◆ Problem to work on: Each line below that carries the string "DataUnitState" must appear in the answer.

◆ Data supplied:
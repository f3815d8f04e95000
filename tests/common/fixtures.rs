//! Seeded in-memory world shared by the integration tests.

use chrono::{DateTime, Utc};
use integration_stream::cache::MemoryCache;
use integration_stream::config::WorkerConfig;
use integration_stream::database::InMemoryStreamStore;
use integration_stream::messaging::RecordingEmitter;
use integration_stream::models::{
    DataUnit, IncomingWebhook, Integration, IntegrationRun, IntegrationStream, StreamScope,
};
use integration_stream::orchestration::{
    DataTransformer, PlatformProcessor, StreamMaintenance, StreamOrchestrator, WorkerServices,
};
use integration_stream::registry::ProcessorRegistry;
use integration_stream::state_machine::{DataUnitState, RunState, StreamState, WebhookState};
use serde_json::json;
use std::sync::Arc;
use uuid::Uuid;

pub const PLATFORM: &str = "test-platform";

pub struct TestWorld {
    pub store: Arc<InMemoryStreamStore>,
    pub emitter: Arc<RecordingEmitter>,
    pub cache: Arc<MemoryCache>,
    pub registry: Arc<ProcessorRegistry>,
    pub config: WorkerConfig,
    pub tenant_id: Uuid,
    pub integration: Integration,
    pub run: IntegrationRun,
}

impl TestWorld {
    pub fn new() -> Self {
        Self::with_config(WorkerConfig::default())
    }

    pub fn with_config(config: WorkerConfig) -> Self {
        let store = Arc::new(InMemoryStreamStore::new());
        let tenant_id = Uuid::new_v4();
        let integration = Integration {
            id: Uuid::new_v4(),
            tenant_id,
            platform: PLATFORM.to_string(),
            status: "done".to_string(),
            integration_identifier: Some("guild-1".to_string()),
            settings: json!({"channels": ["general"], "cursor": null}),
            token: Some("token-1".to_string()),
            refresh_token: None,
        };
        let run = IntegrationRun {
            id: Uuid::new_v4(),
            tenant_id,
            integration_id: integration.id,
            state: RunState::Processing,
            onboarding: true,
            delayed_until: None,
            error: None,
            updated_at: Utc::now() - chrono::Duration::hours(1),
        };
        store.insert_integration(integration.clone());
        store.insert_run(run.clone());

        Self {
            store,
            emitter: Arc::new(RecordingEmitter::new()),
            cache: Arc::new(MemoryCache::new()),
            registry: Arc::new(ProcessorRegistry::new()),
            config,
            tenant_id,
            integration,
            run,
        }
    }

    pub fn services(&self) -> WorkerServices {
        WorkerServices::with_emitter(
            self.store.clone(),
            self.emitter.clone(),
            self.cache.clone(),
            self.registry.clone(),
            Arc::new(self.config.clone()),
        )
    }

    pub fn orchestrator(&self) -> StreamOrchestrator {
        StreamOrchestrator::new(self.services())
    }

    pub fn transformer(&self) -> DataTransformer {
        DataTransformer::new(self.services())
    }

    pub fn maintenance(&self) -> StreamMaintenance {
        StreamMaintenance::new(self.services())
    }

    pub fn register(&self, processor: Arc<dyn PlatformProcessor>) {
        self.registry
            .register(processor)
            .expect("processor registers once per world");
    }

    pub fn set_run_state(&self, state: RunState) {
        let mut run = self.current_run();
        run.state = state;
        self.store.insert_run(run);
    }

    pub fn set_integration_status(&self, status: &str) {
        let mut integration = self.integration.clone();
        integration.status = status.to_string();
        self.store.insert_integration(integration);
    }

    pub fn current_run(&self) -> IntegrationRun {
        self.store.run(self.run.id).expect("seeded run exists")
    }

    pub fn current_stream(&self, stream_id: Uuid) -> IntegrationStream {
        self.store.stream(stream_id).expect("stream exists")
    }

    pub fn current_data(&self, data_id: Uuid) -> DataUnit {
        self.store.data_unit(data_id).expect("data unit exists")
    }

    pub fn run_scope(&self) -> StreamScope {
        StreamScope::Run { run_id: self.run.id }
    }

    pub fn stream_in(&self, scope: StreamScope, identifier: &str) -> IntegrationStream {
        let now = Utc::now();
        IntegrationStream {
            id: Uuid::new_v4(),
            parent_id: None,
            scope,
            tenant_id: self.tenant_id,
            integration_id: self.integration.id,
            identifier: identifier.to_string(),
            state: StreamState::Pending,
            data: Some(json!({"page": 1})),
            retries: 0,
            error: None,
            delayed_until: None,
            created_at: now,
            updated_at: now,
        }
    }

    /// Seed a PENDING root stream of the run
    pub fn seed_stream(&self, identifier: &str, retries: i32) -> IntegrationStream {
        let mut stream = self.stream_in(self.run_scope(), identifier);
        stream.retries = retries;
        self.store.insert_stream(stream.clone());
        stream
    }

    pub fn seed_stream_in_state(
        &self,
        identifier: &str,
        state: StreamState,
        delayed_until: Option<DateTime<Utc>>,
        updated_at: DateTime<Utc>,
    ) -> IntegrationStream {
        let mut stream = self.stream_in(self.run_scope(), identifier);
        stream.state = state;
        stream.delayed_until = delayed_until;
        stream.updated_at = updated_at;
        self.store.insert_stream(stream.clone());
        stream
    }

    /// Seed a PENDING data unit produced by `stream`
    pub fn seed_data_unit(&self, stream: &IntegrationStream, retries: i32) -> DataUnit {
        let now = Utc::now();
        let unit = DataUnit {
            id: Uuid::new_v4(),
            stream_id: stream.id,
            scope: stream.scope,
            tenant_id: self.tenant_id,
            integration_id: self.integration.id,
            state: DataUnitState::Pending,
            data: json!({"id": "msg-1", "content": "hello"}),
            retries,
            error: None,
            delayed_until: None,
            created_at: now,
            updated_at: now,
        };
        self.store.insert_data_unit(unit.clone());
        unit
    }

    pub fn seed_webhook(&self) -> IncomingWebhook {
        let webhook = IncomingWebhook {
            id: Uuid::new_v4(),
            tenant_id: self.tenant_id,
            integration_id: self.integration.id,
            webhook_type: "MESSAGE_CREATED".to_string(),
            state: WebhookState::Pending,
            payload: json!({"event": "message", "id": "msg-9"}),
            error: None,
            created_at: Utc::now(),
        };
        self.store.insert_webhook(webhook.clone());
        webhook
    }
}

/// Assert `actual` lies within `tolerance_secs` of `now + offset_secs`
pub fn assert_about_from_now(actual: Option<DateTime<Utc>>, offset_secs: i64, tolerance_secs: i64) {
    let actual = actual.expect("timestamp is set");
    let expected = Utc::now() + chrono::Duration::seconds(offset_secs);
    let drift = (actual - expected).num_seconds().abs();
    assert!(
        drift <= tolerance_secs,
        "expected ~now+{offset_secs}s, got {actual} (drift {drift}s)"
    );
}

◆ Answer:
use integration_stream::state_machine::{DataUnitState, RunState, StreamState, WebhookState};
            state: DataUnitState::Pending,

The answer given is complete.